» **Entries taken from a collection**

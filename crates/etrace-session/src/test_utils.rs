//! Test utilities for driving sessions with stand-in processes
//!
//! Real EventsTrace needs root and a BPF-capable kernel, so tests launch
//! `sh -c <script>` instead. The mandatory flags land in the script's `$@`.

use std::io::Write;
use std::sync::{Arc, Mutex};

use etrace_core::HarnessConfig;

use super::EventsTraceSession;

/// Build a session that runs `script` under `sh -c`.
///
/// Diagnostic dumps go to the returned [`SharedSink`].
pub fn script_session(script: &str, config: HarnessConfig) -> (EventsTraceSession, SharedSink) {
    let sink = SharedSink::default();
    let session = EventsTraceSession::new(config.with_binary("sh"), script_args(script))
        .with_dump_sink(Box::new(sink.clone()));
    (session, sink)
}

/// Arguments for `sh -c <script>` with `$0` set to `etrace`
pub fn script_args(script: &str) -> Vec<String> {
    vec!["-c".to_string(), script.to_string(), "etrace".to_string()]
}

/// A cloneable in-memory writer for capturing diagnostic dumps
#[derive(Debug, Clone, Default)]
pub struct SharedSink {
    buf: Arc<Mutex<Vec<u8>>>,
}

impl SharedSink {
    /// Everything written so far, lossily decoded
    pub fn contents(&self) -> String {
        let buf = self.buf.lock().unwrap_or_else(|e| e.into_inner());
        String::from_utf8_lossy(&buf).into_owned()
    }
}

impl Write for SharedSink {
    fn write(&mut self, data: &[u8]) -> std::io::Result<usize> {
        let mut buf = self.buf.lock().unwrap_or_else(|e| e.into_inner());
        buf.extend_from_slice(data);
        Ok(data.len())
    }

    fn flush(&mut self) -> std::io::Result<()> {
        Ok(())
    }
}
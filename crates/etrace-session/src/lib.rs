//! # etrace-session - EventsTrace Process Session
//!
//! Launches one EventsTrace child, reads its stdout and stderr concurrently
//! into bounded queues, and answers "give me the next event of kind X"
//! queries with a deadline.
//!
//! Depends on [`etrace_core`] for the event view, configuration and errors.
//!
//! ## Public API
//!
//! ### Session
//! - [`EventsTraceSession`] - `start` / `next_event` / `dump_stderr` / `stop`
//! - [`SessionState`] - Created → Started → Ready → Stopped, or Failed
//!
//! ### Plumbing
//! - [`read_lines()`] - Line reader task for one output stream
//! - [`next_matching()`] - Kind filter over a line queue
//! - [`drain_queue()`], [`write_dump()`] - Stderr diagnostic dump
//! - [`CancelSource`], [`CancelSignal`] - Reader cancellation
//! - [`MANDATORY_FLAGS`] - Flags appended to every launch

pub mod cancel;
pub mod dump;
pub mod filter;
pub mod process;
pub mod reader;
pub mod session;
#[cfg(any(test, feature = "test-helpers"))]
pub mod test_utils;

// Public API re-exports
pub use cancel::{CancelSignal, CancelSource};
pub use dump::{drain_queue, write_dump, DUMP_HEADER};
pub use filter::next_matching;
pub use process::{build_args, MANDATORY_FLAGS};
pub use reader::{read_lines, StreamKind};
pub use session::{EventsTraceSession, SessionState};
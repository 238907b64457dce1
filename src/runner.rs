//! Trace runner - drive one session from start to stop
//!
//! Starts EventsTrace, waits for readiness, writes the next `count`
//! matching events to the output one per line, then stops the child.

use std::io::Write;

use etrace_core::prelude::*;
use etrace_core::{EventKind, HarnessConfig};
use etrace_session::{CancelSignal, EventsTraceSession};

/// What to launch and which events to collect
#[derive(Debug, Clone)]
pub struct TraceOptions {
    pub config: HarnessConfig,
    /// Extra arguments passed before the mandatory flags
    pub args: Vec<String>,
    /// Accepted kinds; empty means every kind EventsTrace is known to emit
    pub kinds: Vec<String>,
    /// Number of matching events to print before stopping
    pub count: usize,
}

impl TraceOptions {
    pub fn new(config: HarnessConfig) -> Self {
        Self {
            config,
            args: Vec::new(),
            kinds: Vec::new(),
            count: 1,
        }
    }

    /// The kind set the filter will accept
    pub fn accepted_kinds(&self) -> Vec<String> {
        if self.kinds.is_empty() {
            EventKind::ALL.iter().map(|k| k.to_string()).collect()
        } else {
            self.kinds.clone()
        }
    }
}

/// Run a full session, writing matched events to `out`.
///
/// Returns the number of events written. The child is always stopped
/// before returning; a fatal session error takes precedence over a
/// teardown error.
pub async fn run_trace(
    options: TraceOptions,
    cancel: CancelSignal,
    out: &mut dyn Write,
) -> Result<usize> {
    let kinds = options.accepted_kinds();
    let mut session = EventsTraceSession::new(options.config, options.args);
    info!("Running {}", session.command_line());

    let collected = collect(&mut session, cancel, &kinds, options.count, out).await;
    let stopped = session.stop().await;

    match (collected, stopped) {
        (Ok(written), Ok(())) => Ok(written),
        (Err(e), Ok(())) => Err(e),
        (Ok(_), Err(e)) => Err(e),
        (Err(e), Err(stop_err)) => {
            warn!("EventsTrace teardown also failed: {}", stop_err);
            Err(e)
        }
    }
}

async fn collect(
    session: &mut EventsTraceSession,
    cancel: CancelSignal,
    kinds: &[String],
    count: usize,
    out: &mut dyn Write,
) -> Result<usize> {
    session.start(cancel).await?;

    for written in 0..count {
        let line = session.next_event(kinds).await?;
        writeln!(out, "{}", line)
            .and_then(|_| out.flush())
            .context("writing event")?;
        debug!("wrote event {}/{}", written + 1, count);
    }

    Ok(count)
}

#[cfg(test)]
mod tests {
    use super::*;

    #[test]
    fn test_accepted_kinds_default_to_known_kinds() {
        let options = TraceOptions::new(HarnessConfig::default());
        assert_eq!(
            options.accepted_kinds(),
            vec![
                "PROCESS_FORK",
                "PROCESS_EXEC",
                "PROCESS_EXIT",
                "PROCESS_SETSID",
                "FILE_DELETE"
            ]
        );
    }

    #[test]
    fn test_accepted_kinds_explicit() {
        let mut options = TraceOptions::new(HarnessConfig::default());
        options.kinds = vec!["tick".to_string()];
        assert_eq!(options.accepted_kinds(), vec!["tick"]);
    }
}
//! Logging configuration using tracing

use std::path::PathBuf;
use tracing_appender::rolling::{RollingFileAppender, Rotation};
use tracing_subscriber::{fmt, prelude::*, EnvFilter};

use crate::error::{Result, ResultExt};

const LOG_ENV: &str = "ETRACE_LOG";
const DEFAULT_FILTER: &str = "etrace=info,warn";

/// Initialize the logging subsystem
///
/// Logs are written to `~/.local/share/etrace-harness/logs/`
/// Log level is controlled by `ETRACE_LOG` environment variable.
///
/// # Examples
/// ```bash
/// ETRACE_LOG=debug etrace-harness --kind PROCESS_EXEC
/// ETRACE_LOG=etrace_session=trace etrace-harness
/// ```
pub fn init() -> Result<()> {
    let log_dir = get_log_directory()?;
    std::fs::create_dir_all(&log_dir)
        .with_context(|| format!("creating log directory {}", log_dir.display()))?;

    let file_appender = RollingFileAppender::new(Rotation::DAILY, &log_dir, "etrace.log");

    tracing_subscriber::registry()
        .with(env_filter())
        .with(
            fmt::layer()
                .with_writer(file_appender)
                .with_ansi(false)
                .with_target(true)
                .with_thread_ids(false)
                .with_file(true)
                .with_line_number(true)
                .with_timer(fmt::time::ChronoLocal::new(
                    "%Y-%m-%d %H:%M:%S%.3f".to_string(),
                )),
        )
        .init();

    tracing::info!("═══════════════════════════════════════════════════════");
    tracing::info!("EventsTrace harness starting");
    tracing::info!("Log directory: {}", log_dir.display());
    tracing::info!("═══════════════════════════════════════════════════════");

    Ok(())
}

/// Initialize logging to stderr instead of the rolling log file.
///
/// Stdout is reserved for event output, so nothing is ever logged there.
pub fn init_stderr() {
    tracing_subscriber::registry()
        .with(env_filter())
        .with(
            fmt::layer()
                .with_writer(std::io::stderr)
                .with_target(true)
                .with_timer(fmt::time::ChronoLocal::new("%H:%M:%S%.3f".to_string())),
        )
        .init();
}

/// Default to info, allow override via ETRACE_LOG
fn env_filter() -> EnvFilter {
    EnvFilter::try_from_env(LOG_ENV).unwrap_or_else(|_| EnvFilter::new(DEFAULT_FILTER))
}

/// Get the log directory path
fn get_log_directory() -> Result<PathBuf> {
    let base = dirs::data_local_dir().unwrap_or_else(|| PathBuf::from("."));
    Ok(base.join("etrace-harness").join("logs"))
}

/// Get the log file path for the current day
pub fn get_current_log_file() -> Result<PathBuf> {
    let dir = get_log_directory()?;
    Ok(dir.join("etrace.log"))
}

» **YOUR GOAL**
The answer is the lines above between the line holding "pub async fn" and the line holding "match (collected, stopped)", inclusive, each written out exactly, and no others.

» **TASK RESPONSE**
pub async fn run_trace(
    options: TraceOptions,
    cancel: CancelSignal,
    out: &mut dyn Write,
) -> Result<usize> {
    let kinds = options.accepted_kinds();
    let mut session = EventsTraceSession::new(options.config, options.args);
    info!("Running {}", session.command_line());

    let collected = collect(&mut session, cancel, &kinds, options.count, out).await;
    let stopped = session.stop().await;

    match (collected, stopped) {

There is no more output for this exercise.